Providence, however, is not an occasional, manipulative presence, but one that is with us both in tragedy and in joy. To find the strength to experience calmly the difficulties and trials that come into our lives, to believe they are not beyond God’s control, is a tremendous challenge. If we are able to do that, every event can be accepted as “providential.”
It is relatively easy to believe in the loving providence of God when things are going well, when we experience blessings. But what about those times when difficulties, disappointments, and suffering come into our lives? And it doesn’t have to be some enormous suffering. As someone pointed out pain is like gas. It expands to fill the available space. Regardless of its size, pain tends to fill our consciousness.
Those who believe in a loving, provident God face the challenge of showing that God is neither absent nor uncaring. Questioning the justice and compassion of an alleged deity leads many to deny God’s existence. A brief, fictional conver-sation illustrates the point. The first person says, “If God wants belief, he better provide some evidence.” The second inquires, “That he exists?’ The first replies, “No, that he cares.”

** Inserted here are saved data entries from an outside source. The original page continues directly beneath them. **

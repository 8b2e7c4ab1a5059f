//! State store manager
//!
//! Keyed persistent store over the `state_entries` table. All writes for
//! one logical subject update happen in a single SQLite transaction:
//! current pointer, dated snapshot, per-component values, prediction,
//! and (when processing an event) the idempotency record. Readers never
//! observe a partially applied update.
//!
//! Key layout and TTL classes come from `mpp_common::keys`.

use chrono::{NaiveDate, Utc};
use serde::{Deserialize, Serialize};
use serde_json::json;
use sqlx::{QueryBuilder, Sqlite, SqlitePool, Transaction};
use thiserror::Error;
use tracing::debug;
use uuid::Uuid;

use mpp_common::events::ActivityEvent;
use mpp_common::keys::{self, TtlClass};
use mpp_common::score::ScoreResult;

/// Prediction window written alongside each commit
const PREDICTION_WINDOW: &str = "7d";

/// State store errors
#[derive(Error, Debug)]
pub enum StoreError {
    #[error("Database error: {0}")]
    Database(#[from] sqlx::Error),

    #[error("Serialization error: {0}")]
    Serialization(#[from] serde_json::Error),

    /// Another writer updated the subject's current pointer
    #[error("Version conflict for subject {subject_id}: expected version {expected}")]
    VersionConflict { subject_id: String, expected: i64 },
}

/// Proof that an event was already processed, stored under
/// `processed:{event_id}` with the dedup TTL
#[derive(Debug, Clone, Serialize, Deserialize)]
pub struct ProcessingRecord {
    pub event_id: Uuid,
    pub processed_at: chrono::DateTime<Utc>,
    pub outcome: String,
}

/// Keyed state store with multi-key transactional writes
#[derive(Clone)]
pub struct StateStore {
    pool: SqlitePool,
}

impl StateStore {
    pub fn new(pool: SqlitePool) -> Self {
        Self { pool }
    }

    /// Commit one subject update as a single atomic transaction
    ///
    /// Bumps the per-subject version (optimistic concurrency) and
    /// returns the stored result. Deterministic for the same input:
    /// a replayed event that slipped past the dedup check rewrites the
    /// same snapshot keys with the same values.
    pub async fn commit(&self, result: &ScoreResult) -> Result<ScoreResult, StoreError> {
        self.commit_with_event(result, None).await
    }

    /// Commit an update and, in the same transaction, write the
    /// idempotency record for the event that caused it
    pub async fn commit_with_event(
        &self,
        result: &ScoreResult,
        processed: Option<&ActivityEvent>,
    ) -> Result<ScoreResult, StoreError> {
        let mut tx = self.pool.begin().await?;
        let stored = Self::apply_update(&mut tx, result).await?;

        if let Some(event) = processed {
            let record = ProcessingRecord {
                event_id: event.event_id,
                processed_at: stored.computed_at,
                outcome: "processed".to_string(),
            };
            let expires = expires_at(TtlClass::ProcessingRecord);
            put_entry(
                &mut tx,
                &keys::processed(&event.event_id),
                None,
                &serde_json::to_string(&record)?,
                expires,
            )
            .await?;
        }

        tx.commit().await?;
        debug!(
            subject_id = %stored.subject_id,
            version = stored.version,
            "Committed score update"
        );
        Ok(stored)
    }

    /// All writes for one subject update, inside the caller's transaction
    async fn apply_update(
        tx: &mut Transaction<'_, Sqlite>,
        result: &ScoreResult,
    ) -> Result<ScoreResult, StoreError> {
        let subject = result.subject_id.as_str();
        let prev = read_current_tx(tx, subject).await?;

        let mut stored = result.clone();
        stored.version = prev.as_ref().map(|p| p.version + 1).unwrap_or(1);

        let expected = prev.as_ref().map(|p| p.version);
        write_current(tx, &stored, expected).await?;

        // Dated snapshot plus per-component values, retention TTL
        let date = stored.computed_at.date_naive();
        let snapshot_expires = expires_at(TtlClass::Snapshot);
        put_entry(
            tx,
            &keys::snapshot(subject, date),
            Some(subject),
            &serde_json::to_string(&stored)?,
            snapshot_expires,
        )
        .await?;

        for (component, value) in stored.components.iter() {
            put_entry(
                tx,
                &keys::snapshot_component(subject, date, component),
                Some(subject),
                &value.to_string(),
                snapshot_expires,
            )
            .await?;
        }

        // Short-lived trajectory prediction: linear extrapolation of the
        // composite from the previous result, clamped to [0,1]
        let projected = match &prev {
            Some(p) => {
                (stored.composite_score + (stored.composite_score - p.composite_score))
                    .clamp(0.0, 1.0)
            }
            None => stored.composite_score,
        };
        put_entry(
            tx,
            &keys::prediction(subject, PREDICTION_WINDOW),
            Some(subject),
            &json!({
                "window": PREDICTION_WINDOW,
                "projected_composite": projected,
                "base_version": stored.version,
            })
            .to_string(),
            expires_at(TtlClass::Prediction),
        )
        .await?;

        Ok(stored)
    }

    /// Current score for a subject, if any
    pub async fn read_current(&self, subject_id: &str) -> Result<Option<ScoreResult>, StoreError> {
        let value: Option<String> = sqlx::query_scalar(
            "SELECT value FROM state_entries WHERE key = ? \
             AND (expires_at IS NULL OR expires_at > ?)",
        )
        .bind(keys::current(subject_id))
        .bind(Utc::now().timestamp())
        .fetch_optional(&self.pool)
        .await?;

        match value {
            Some(v) => Ok(Some(serde_json::from_str(&v)?)),
            None => Ok(None),
        }
    }

    /// Dated snapshots for a subject within an optional date range,
    /// oldest first
    pub async fn read_history(
        &self,
        subject_id: &str,
        from: Option<NaiveDate>,
        to: Option<NaiveDate>,
    ) -> Result<Vec<ScoreResult>, StoreError> {
        // Snapshot keys end in a yyyy-mm-dd date; the per-component keys
        // carry a further suffix and don't match this pattern. The
        // subject_id equality keeps `_`/`%` in a subject id from acting
        // as LIKE wildcards and matching other subjects' keys.
        let pattern = format!("{}:snapshot:____-__-__", subject_id);
        let rows: Vec<String> = sqlx::query_scalar(
            "SELECT value FROM state_entries WHERE subject_id = ? AND key LIKE ? \
             AND (expires_at IS NULL OR expires_at > ?) ORDER BY key",
        )
        .bind(subject_id)
        .bind(pattern)
        .bind(Utc::now().timestamp())
        .fetch_all(&self.pool)
        .await?;

        let mut history = Vec::with_capacity(rows.len());
        for value in rows {
            let result: ScoreResult = serde_json::from_str(&value)?;
            let date = result.computed_at.date_naive();
            if from.is_some_and(|f| date < f) || to.is_some_and(|t| date > t) {
                continue;
            }
            history.push(result);
        }
        Ok(history)
    }

    /// Bulk read of current scores, preserving input order
    pub async fn read_bulk(
        &self,
        subject_ids: &[String],
    ) -> Result<Vec<(String, Option<ScoreResult>)>, StoreError> {
        if subject_ids.is_empty() {
            return Ok(Vec::new());
        }

        let mut qb: QueryBuilder<Sqlite> =
            QueryBuilder::new("SELECT key, value FROM state_entries WHERE key IN (");
        let mut separated = qb.separated(", ");
        for subject in subject_ids {
            separated.push_bind(keys::current(subject));
        }
        qb.push(") AND (expires_at IS NULL OR expires_at > ");
        qb.push_bind(Utc::now().timestamp());
        qb.push(")");

        let rows: Vec<(String, String)> = qb.build_query_as().fetch_all(&self.pool).await?;

        let mut by_key = std::collections::HashMap::new();
        for (key, value) in rows {
            by_key.insert(key, value);
        }

        let mut out = Vec::with_capacity(subject_ids.len());
        for subject in subject_ids {
            let result = match by_key.get(&keys::current(subject)) {
                Some(v) => Some(serde_json::from_str(v)?),
                None => None,
            };
            out.push((subject.clone(), result));
        }
        Ok(out)
    }

    /// Bulk commit: each subject's update is independently atomic,
    /// deliberately NOT one transaction across subjects. Fails fast;
    /// updates already committed stay committed.
    pub async fn commit_bulk(&self, results: &[ScoreResult]) -> Result<usize, StoreError> {
        let mut committed = 0;
        for result in results {
            self.commit(result).await?;
            committed += 1;
        }
        Ok(committed)
    }

    /// Whether a fresh idempotency record exists for this event
    pub async fn is_processed(&self, event_id: &Uuid) -> Result<bool, StoreError> {
        let found: Option<i64> = sqlx::query_scalar(
            "SELECT 1 FROM state_entries WHERE key = ? \
             AND (expires_at IS NULL OR expires_at > ?)",
        )
        .bind(keys::processed(event_id))
        .bind(Utc::now().timestamp())
        .fetch_optional(&self.pool)
        .await?;
        Ok(found.is_some())
    }

    /// Remove expired rows; run periodically by the sweeper task
    pub async fn purge_expired(&self) -> Result<u64, StoreError> {
        let result = sqlx::query(
            "DELETE FROM state_entries WHERE expires_at IS NOT NULL AND expires_at <= ?",
        )
        .bind(Utc::now().timestamp())
        .execute(&self.pool)
        .await?;
        Ok(result.rows_affected())
    }
}

/// Absolute expiry timestamp for a TTL class
fn expires_at(class: TtlClass) -> Option<i64> {
    class.ttl().map(|ttl| (Utc::now() + ttl).timestamp())
}

/// Upsert one state entry inside a transaction
async fn put_entry(
    tx: &mut Transaction<'_, Sqlite>,
    key: &str,
    subject_id: Option<&str>,
    value: &str,
    expires: Option<i64>,
) -> Result<(), sqlx::Error> {
    sqlx::query(
        r#"
        INSERT INTO state_entries (key, subject_id, value, expires_at, updated_at)
        VALUES (?, ?, ?, ?, ?)
        ON CONFLICT(key) DO UPDATE SET
            value = excluded.value,
            expires_at = excluded.expires_at,
            updated_at = excluded.updated_at
        "#,
    )
    .bind(key)
    .bind(subject_id)
    .bind(value)
    .bind(expires)
    .bind(Utc::now().timestamp())
    .execute(&mut **tx)
    .await?;
    Ok(())
}

/// Read the current pointer inside a transaction
async fn read_current_tx(
    tx: &mut Transaction<'_, Sqlite>,
    subject_id: &str,
) -> Result<Option<ScoreResult>, StoreError> {
    let value: Option<String> = sqlx::query_scalar(
        "SELECT value FROM state_entries WHERE key = ? \
         AND (expires_at IS NULL OR expires_at > ?)",
    )
    .bind(keys::current(subject_id))
    .bind(Utc::now().timestamp())
    .fetch_optional(&mut **tx)
    .await?;

    match value {
        Some(v) => Ok(Some(serde_json::from_str(&v)?)),
        None => Ok(None),
    }
}

/// Write the current pointer, guarded by the expected version
///
/// The guard makes the single-writer assumption explicit: a concurrent
/// writer that bumped the version since our read loses us the update
/// and the commit is retried from scratch.
async fn write_current(
    tx: &mut Transaction<'_, Sqlite>,
    stored: &ScoreResult,
    expected_version: Option<i64>,
) -> Result<(), StoreError> {
    let subject = stored.subject_id.as_str();
    let value = serde_json::to_string(stored)?;
    let now = Utc::now().timestamp();

    let rows = match expected_version {
        Some(expected) => {
            sqlx::query(
                "UPDATE state_entries SET value = ?, updated_at = ? \
                 WHERE key = ? AND json_extract(value, '$.version') = ?",
            )
            .bind(&value)
            .bind(now)
            .bind(keys::current(subject))
            .bind(expected)
            .execute(&mut **tx)
            .await?
            .rows_affected()
        }
        None => {
            sqlx::query(
                "INSERT INTO state_entries (key, subject_id, value, expires_at, updated_at) \
                 VALUES (?, ?, ?, NULL, ?) ON CONFLICT(key) DO NOTHING",
            )
            .bind(keys::current(subject))
            .bind(subject)
            .bind(&value)
            .bind(now)
            .execute(&mut **tx)
            .await?
            .rows_affected()
        }
    };

    if rows == 0 {
        return Err(StoreError::VersionConflict {
            subject_id: subject.to_string(),
            expected: expected_version.unwrap_or(0),
        });
    }
    Ok(())
}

Philosophers and theologians down through the ages have offered arguments
to justify God’s providence in the face of evil in the world. Though not without value, rational arguments alone are incapable of reconciling the existence of a loving, provident God with the enormity of evil and suffering in the world. The only alternatives are denial of God or faith. In a sermon on the feast of the Ascension, St. Leo the Great said: “For those who abandon themselves to God’s providential love, faith does not fail, hope is not shaken, and charity does not grow cold.”